> _Extracted material_:
>>>>

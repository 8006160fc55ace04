use actix_web::{HttpRequest, HttpResponse, Result as ActixResult};

use super::GroupService;
use crate::middlewares::RequireJWT;
use crate::models::groups::requests::CreateGroupRequest;
use crate::models::{ApiResponse, ErrorCode};
use crate::services::audit::record_audit;

/// 创建分组
/// POST /groups（管理员）
pub async fn create_group(
    service: &GroupService,
    request: &HttpRequest,
    req: CreateGroupRequest,
) -> ActixResult<HttpResponse> {
    let storage = service.get_storage(request);

    if req.name.trim().is_empty() || req.promotion.trim().is_empty() {
        return Ok(HttpResponse::BadRequest().json(ApiResponse::error_empty(
            ErrorCode::ValidationError,
            "分组名称与届别不能为空",
        )));
    }

    match storage.create_group(req).await {
        Ok(group) => {
            if let Some(admin_id) = RequireJWT::extract_user_id(request) {
                record_audit(&storage, request, admin_id, "groups.create", &group.name).await;
            }
            Ok(HttpResponse::Created().json(ApiResponse::success(group, "分组创建成功")))
        }
        Err(e) => Ok(
            HttpResponse::InternalServerError().json(ApiResponse::error_empty(
                ErrorCode::InternalServerError,
                format!("创建分组失败: {e}"),
            )),
        ),
    }
}
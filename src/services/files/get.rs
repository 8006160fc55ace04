use actix_web::{HttpRequest, HttpResponse, Result as ActixResult};

use super::FileService;
use crate::models::{ApiResponse, ErrorCode};

/// 按 token 查询文件元数据
/// GET /files/{token}
pub async fn get_file(
    service: &FileService,
    request: &HttpRequest,
    token: &str,
) -> ActixResult<HttpResponse> {
    let storage = service.get_storage(request);

    match storage.get_file_by_token(token).await {
        Ok(Some(file)) => Ok(HttpResponse::Ok().json(ApiResponse::success(file, "获取文件成功"))),
        Ok(None) => Ok(HttpResponse::NotFound().json(ApiResponse::error_empty(
            ErrorCode::FileNotFound,
            "文件不存在",
        ))),
        Err(e) => Ok(
            HttpResponse::InternalServerError().json(ApiResponse::error_empty(
                ErrorCode::InternalServerError,
                format!("查询文件失败: {e}"),
            )),
        ),
    }
}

<<<<

> _Your objective_: Please copy every line from the entries that includes the word "CreateGroupRequest".

> _Task solution_:
use crate::models::groups::requests::CreateGroupRequest;
    req: CreateGroupRequest,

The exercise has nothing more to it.